- **ACTION ITEM**
Each line below must be transcribed with no word changed.

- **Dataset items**
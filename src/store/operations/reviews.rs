use chrono::{DateTime, Utc};
use serde::{Deserialize, Serialize};
use sled::Transactional;

use crate::store::keys;
use crate::store::operations::card_states::CardStateRecord;
use crate::store::operations::confusions::{ConfusionPair, ConfusionPairKey};
use crate::store::{map_tx_error, Store, StoreError};

/// Append-only review log entry. Kept for analytics and backup; the
/// scheduler never reads it back.
#[derive(Debug, Clone, PartialEq, Serialize, Deserialize)]
#[serde(rename_all = "camelCase")]
pub struct Review {
    pub id: String,
    pub dataset_id: String,
    pub card_id: String,
    pub reviewed_at: DateTime<Utc>,
    pub correct: bool,
    pub rating: u8,
    pub response_ms: u64,
    pub answer_raw: String,
}

impl Store {
    pub fn append_review(&self, review: &Review) -> Result<(), StoreError> {
        let key = keys::review_key(
            &review.dataset_id,
            review.reviewed_at.timestamp_millis(),
            &review.id,
        )?;
        self.reviews.insert(key.as_bytes(), Self::serialize(review)?)?;
        Ok(())
    }

    /// Newest first.
    pub fn list_reviews(&self, dataset_id: &str, limit: usize) -> Result<Vec<Review>, StoreError> {
        let prefix = keys::dataset_prefix(dataset_id)?;
        let mut out = Vec::new();
        for item in self.reviews.scan_prefix(prefix.as_bytes()).take(limit) {
            let (_, v) = item?;
            out.push(Self::deserialize(&v)?);
        }
        Ok(out)
    }

    pub fn list_all_reviews(&self) -> Result<Vec<Review>, StoreError> {
        let mut out = Vec::new();
        for item in self.reviews.iter() {
            let (_, v) = item?;
            out.push(Self::deserialize(&v)?);
        }
        Ok(out)
    }

    /// Commits one grading step atomically: the new card state, the review
    /// log entry and, when a confusion was detected, the pair bump.
    pub fn commit_review(
        &self,
        state: &CardStateRecord,
        review: &Review,
        confusion: Option<&ConfusionPairKey>,
    ) -> Result<Option<ConfusionPair>, StoreError> {
        let state_key = keys::card_state_key(&state.dataset_id, &state.card_id)?;
        let state_bytes = Self::serialize(state)?;
        let review_key = keys::review_key(
            &review.dataset_id,
            review.reviewed_at.timestamp_millis(),
            &review.id,
        )?;
        let review_bytes = Self::serialize(review)?;
        let confusion_key = confusion.map(|k| k.storage_key()).transpose()?;

        let bumped = (&self.card_states, &self.reviews, &self.confusion_pairs)
            .transaction(|(tx_states, tx_reviews, tx_confusions)| {
                tx_states.insert(state_key.as_bytes(), state_bytes.as_slice())?;
                tx_reviews.insert(review_key.as_bytes(), review_bytes.as_slice())?;

                let (Some(pair_key), Some(storage_key)) = (confusion, &confusion_key) else {
                    return Ok(None);
                };

                let mut pair = match tx_confusions.get(storage_key.as_bytes())? {
                    Some(raw) => serde_json::from_slice::<ConfusionPair>(&raw).map_err(|error| {
                        sled::transaction::ConflictableTransactionError::Abort(
                            StoreError::Serialization(error),
                        )
                    })?,
                    None => ConfusionPair::zeroed(pair_key),
                };
                pair.score += 1;
                let pair_bytes = serde_json::to_vec(&pair).map_err(|error| {
                    sled::transaction::ConflictableTransactionError::Abort(
                        StoreError::Serialization(error),
                    )
                })?;
                tx_confusions.insert(storage_key.as_bytes(), pair_bytes)?;

                Ok(Some(pair))
            })
            .map_err(map_tx_error)?;

        Ok(bumped)
    }
}
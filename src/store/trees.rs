pub const DATASETS: &str = "datasets";
pub const CARDS: &str = "cards";
pub const CARD_STATES: &str = "card_states";
pub const REVIEWS: &str = "reviews";
pub const CONFUSION_PAIRS: &str = "confusion_pairs";
pub const SETTINGS: &str = "settings";
pub const META: &str = "meta";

- **SOLVED PROBLEM**
filename src/store/operations/reviews.rs
use chrono::{DateTime, Utc};
use serde::{Deserialize, Serialize};
use sled::Transactional;

use crate::store::keys;
use crate::store::operations::card_states::CardStateRecord;
use crate::store::operations::confusions::{ConfusionPair, ConfusionPairKey};
use crate::store::{map_tx_error, Store, StoreError};

/// Append-only review log entry. Kept for analytics and backup; the
/// scheduler never reads it back.
#[derive(Debug, Clone, PartialEq, Serialize, Deserialize)]
#[serde(rename_all = "camelCase")]
pub struct Review {
    pub id: String,
    pub dataset_id: String,
    pub card_id: String,
    pub reviewed_at: DateTime<Utc>,
    pub correct: bool,
    pub rating: u8,
    pub response_ms: u64,
    pub answer_raw: String,
}

impl Store {
    pub fn append_review(&self, review: &Review) -> Result<(), StoreError> {
        let key = keys::review_key(
            &review.dataset_id,
            review.reviewed_at.timestamp_millis(),
            &review.id,
        )?;
        self.reviews.insert(key.as_bytes(), Self::serialize(review)?)?;
        Ok(())
    }

    /// Newest first.
    pub fn list_reviews(&self, dataset_id: &str, limit: usize) -> Result<Vec<Review>, StoreError> {
        let prefix = keys::dataset_prefix(dataset_id)?;
        let mut out = Vec::new();
        for item in self.reviews.scan_prefix(prefix.as_bytes()).take(limit) {
            let (_, v) = item?;
            out.push(Self::deserialize(&v)?);
        }
        Ok(out)
    }

    pub fn list_all_reviews(&self) -> Result<Vec<Review>, StoreError> {
        let mut out = Vec::new();
        for item in self.reviews.iter() {
            let (_, v) = item?;
            out.push(Self::deserialize(&v)?);
        }
        Ok(out)
    }

    /// Commits one grading step atomically: the new card state, the review
    /// log entry and, when a confusion was detected, the pair bump.
    pub fn commit_review(
        &self,
        state: &CardStateRecord,
        review: &Review,
        confusion: Option<&ConfusionPairKey>,
    ) -> Result<Option<ConfusionPair>, StoreError> {
        let state_key = keys::card_state_key(&state.dataset_id, &state.card_id)?;
        let state_bytes = Self::serialize(state)?;
        let review_key = keys::review_key(
            &review.dataset_id,
            review.reviewed_at.timestamp_millis(),
            &review.id,
        )?;
        let review_bytes = Self::serialize(review)?;
        let confusion_key = confusion.map(|k| k.storage_key()).transpose()?;

        let bumped = (&self.card_states, &self.reviews, &self.confusion_pairs)
            .transaction(|(tx_states, tx_reviews, tx_confusions)| {
                tx_states.insert(state_key.as_bytes(), state_bytes.as_slice())?;
                tx_reviews.insert(review_key.as_bytes(), review_bytes.as_slice())?;

                let (Some(pair_key), Some(storage_key)) = (confusion, &confusion_key) else {
                    return Ok(None);
                };

                let mut pair = match tx_confusions.get(storage_key.as_bytes())? {
                    Some(raw) => serde_json::from_slice::<ConfusionPair>(&raw).map_err(|error| {
                        sled::transaction::ConflictableTransactionError::Abort(
                            StoreError::Serialization(error),
                        )
                    })?,
                    None => ConfusionPair::zeroed(pair_key),
                };
                pair.score += 1;
                let pair_bytes = serde_json::to_vec(&pair).map_err(|error| {
                    sled::transaction::ConflictableTransactionError::Abort(
                        StoreError::Serialization(error),
                    )
                })?;
                tx_confusions.insert(storage_key.as_bytes(), pair_bytes)?;

                Ok(Some(pair))
            })
            .map_err(map_tx_error)?;

        Ok(bumped)
    }
}
filename src/store/trees.rs
pub const DATASETS: &str = "datasets";
pub const CARDS: &str = "cards";
pub const CARD_STATES: &str = "card_states";
pub const REVIEWS: &str = "reviews";
pub const CONFUSION_PAIRS: &str = "confusion_pairs";
pub const SETTINGS: &str = "settings";
pub const META: &str = "meta";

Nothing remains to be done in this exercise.